Source material
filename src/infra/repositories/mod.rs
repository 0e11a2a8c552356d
pub mod sqlite_booking_repo;
pub mod sqlite_customer_repo;
pub mod sqlite_service_repo;
pub mod sqlite_staff_repo;
pub mod sqlite_tenant_repo;
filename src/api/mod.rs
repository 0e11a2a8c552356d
pub mod dtos;
pub mod extractors;
pub mod handlers;
pub mod router;
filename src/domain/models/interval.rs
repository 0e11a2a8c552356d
use chrono::{DateTime, Duration, Utc};
use serde::{Deserialize, Serialize};

use crate::error::AppError;

/// Half-open time range `[start, end)`. The open end is what makes
/// back-to-back bookings legal: `[a, b)` and `[b, c)` do not overlap.
#[derive(Debug, Clone, Copy, PartialEq, Eq, Serialize, Deserialize)]
pub struct TimeInterval {
    pub start: DateTime<Utc>,
    pub end: DateTime<Utc>,
}

impl TimeInterval {
    pub fn new(start: DateTime<Utc>, end: DateTime<Utc>) -> Result<Self, AppError> {
        if start >= end {
            return Err(AppError::Validation(
                "Interval start must be before its end".into(),
            ));
        }
        Ok(Self { start, end })
    }

    pub fn overlaps(&self, other: &TimeInterval) -> bool {
        self.start < other.end && other.start < self.end
    }

    pub fn shift(&self, minutes: i64) -> TimeInterval {
        TimeInterval {
            start: self.start + Duration::minutes(minutes),
            end: self.end + Duration::minutes(minutes),
        }
    }
}
pub mod api;
pub mod config;
pub mod domain;
pub mod error;
pub mod infra;
pub mod state;

use crate::config::Config;
use crate::infra::factory::bootstrap_state;
use api::router::create_router;
use std::sync::Arc;
use tracing::info;
use tracing_appender::non_blocking::WorkerGuard;
use tracing_subscriber::{layer::SubscriberExt, util::SubscriberInitExt, EnvFilter, Layer};

pub fn init_logging() -> WorkerGuard {
    let file_appender = tracing_appender::rolling::daily("./logs", "booking-core.log");
    let (non_blocking, guard) = tracing_appender::non_blocking(file_appender);

    let file_layer = tracing_subscriber::fmt::layer()
        .with_target(true)
        .json()
        .with_writer(non_blocking)
        .with_filter(EnvFilter::new("info,booking_core=debug"));

    let stdout_layer = tracing_subscriber::fmt::layer()
        .pretty()
        .with_target(false)
        .with_filter(EnvFilter::try_from_default_env().unwrap_or_else(|_| "info".into()));

    tracing_subscriber::registry()
        .with(stdout_layer)
        .with(file_layer)
        .init();

    info!("Logging initialized. Writing JSON logs to ./logs/");
    guard
}

pub async fn run() {
    let _guard = init_logging();

    let config = Config::from_env();
    let state = bootstrap_state(&config).await;
    let state_arc = Arc::new(state);

    let app = create_router(state_arc);

    let listener = tokio::net::TcpListener::bind(format!("0.0.0.0:{}", config.port))
        .await
        .expect("Failed to bind listener");

    info!("Server running on port {}", config.port);
    axum::serve(listener, app).await.expect("Server error");
}
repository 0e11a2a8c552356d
pub mod availability;
pub mod booking;
pub mod customer;
pub mod health;
pub mod service;
pub mod staff;
pub mod tenant;
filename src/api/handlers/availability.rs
use axum::{
    extract::{Query, State},
    response::IntoResponse,
    Json,
};
use std::sync::Arc;
use tracing::debug;

use crate::api::dtos::requests::SlotsQuery;
use crate::api::dtos::responses::SlotsResponse;
use crate::api::extractors::tenant::TenantId;
use crate::error::AppError;
use crate::state::AppState;

pub async fn available_slots(
    State(state): State<Arc<AppState>>,
    TenantId(tenant_id): TenantId,
    Query(query): Query<SlotsQuery>,
) -> Result<impl IntoResponse, AppError> {
    let slots = state
        .slot_generator
        .available_slots(
            &tenant_id,
            &query.service_id,
            query.staff_id.as_deref(),
            query.date,
        )
        .await?;

    debug!(
        tenant_id = %tenant_id,
        service_id = %query.service_id,
        date = %query.date,
        "{} slot(s) available",
        slots.len()
    );

    Ok(Json(SlotsResponse {
        date: query.date.to_string(),
        slots,
    }))
}
use booking_core::{
    api::router::create_router, config::Config, infra::factory::build_state, state::AppState,
};
use sqlx::sqlite::{SqliteConnectOptions, SqlitePoolOptions};
use sqlx::{Pool, Sqlite};
use std::str::FromStr;
use std::sync::Arc;
use uuid::Uuid;

use axum::{
    body::Body,
    http::{header, Method, Request},
    Router,
};
use serde_json::Value;
use tower::ServiceExt;

#[allow(dead_code)]
pub struct TestApp {
    pub router: Router,
    pub pool: Pool<Sqlite>,
    pub db_filename: String,
    pub state: Arc<AppState>,
}

impl TestApp {
    pub async fn new() -> Self {
        let db_filename = format!("test_{}.db", Uuid::new_v4());
        let db_url = format!("sqlite://{}?mode=rwc", db_filename);

        let connection_options = SqliteConnectOptions::from_str(&db_url)
            .unwrap()
            .create_if_missing(true);

        let pool = SqlitePoolOptions::new()
            .connect_with(connection_options)
            .await
            .expect("Failed to connect to test db");

        sqlx::migrate!("./migrations")
            .run(&pool)
            .await
            .expect("Failed to migrate test db");

        let config = Config {
            database_url: db_url,
            port: 0,
            default_open_start: "09:00".to_string(),
            default_open_end: "17:00".to_string(),
        };

        let state = Arc::new(build_state(&config, pool.clone()));
        let router = create_router(state.clone());

        Self {
            router,
            pool,
            db_filename,
            state,
        }
    }

    pub async fn request(&self, method: Method, uri: &str, body: Option<Value>) -> axum::response::Response {
        let builder = Request::builder()
            .method(method)
            .uri(uri)
            .header(header::CONTENT_TYPE, "application/json");
        let request = match body {
            Some(json) => builder.body(Body::from(json.to_string())).unwrap(),
            None => builder.body(Body::empty()).unwrap(),
        };
        self.router.clone().oneshot(request).await.unwrap()
    }
}

impl Drop for TestApp {
    fn drop(&mut self) {
        let _ = std::fs::remove_file(&self.db_filename);
        let _ = std::fs::remove_file(format!("{}-wal", self.db_filename));
        let _ = std::fs::remove_file(format!("{}-shm", self.db_filename));
    }
}

#[allow(dead_code)]
pub async fn parse_body(response: axum::response::Response) -> Value {
    let bytes = axum::body::to_bytes(response.into_body(), usize::MAX)
        .await
        .unwrap();
    serde_json::from_slice(&bytes).unwrap()
}

/// Creates a tenant plus one customer and returns (tenant_id, customer_id).
#[allow(dead_code)]
pub async fn seed_tenant(app: &TestApp, slug: &str) -> (String, String) {
    let res = app
        .request(
            Method::POST,
            "/api/v1/tenants",
            Some(serde_json::json!({ "name": "Test Tenant", "slug": slug })),
        )
        .await;
    assert!(res.status().is_success(), "tenant create failed");
    let tenant = parse_body(res).await;
    let tenant_id = tenant["id"].as_str().unwrap().to_string();

    let res = app
        .request(
            Method::POST,
            &format!("/api/v1/{}/customers", tenant_id),
            Some(serde_json::json!({
                "first_name": "Ada",
                "last_name": "Lovelace",
                "email": "ada@example.com"
            })),
        )
        .await;
    assert!(res.status().is_success(), "customer create failed");
    let customer = parse_body(res).await;
    let customer_id = customer["id"].as_str().unwrap().to_string();

    (tenant_id, customer_id)
}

To do
The entries above hold a line with "start: self.start +" and a later line with "use crate::config::Config;". Write out exactly those lines and all lines between, nothing more.

Expected output
            start: self.start + Duration::minutes(minutes),
            end: self.end + Duration::minutes(minutes),
        }
    }
}
pub mod api;
pub mod config;
pub mod domain;
pub mod error;
pub mod infra;
pub mod state;

use crate::config::Config;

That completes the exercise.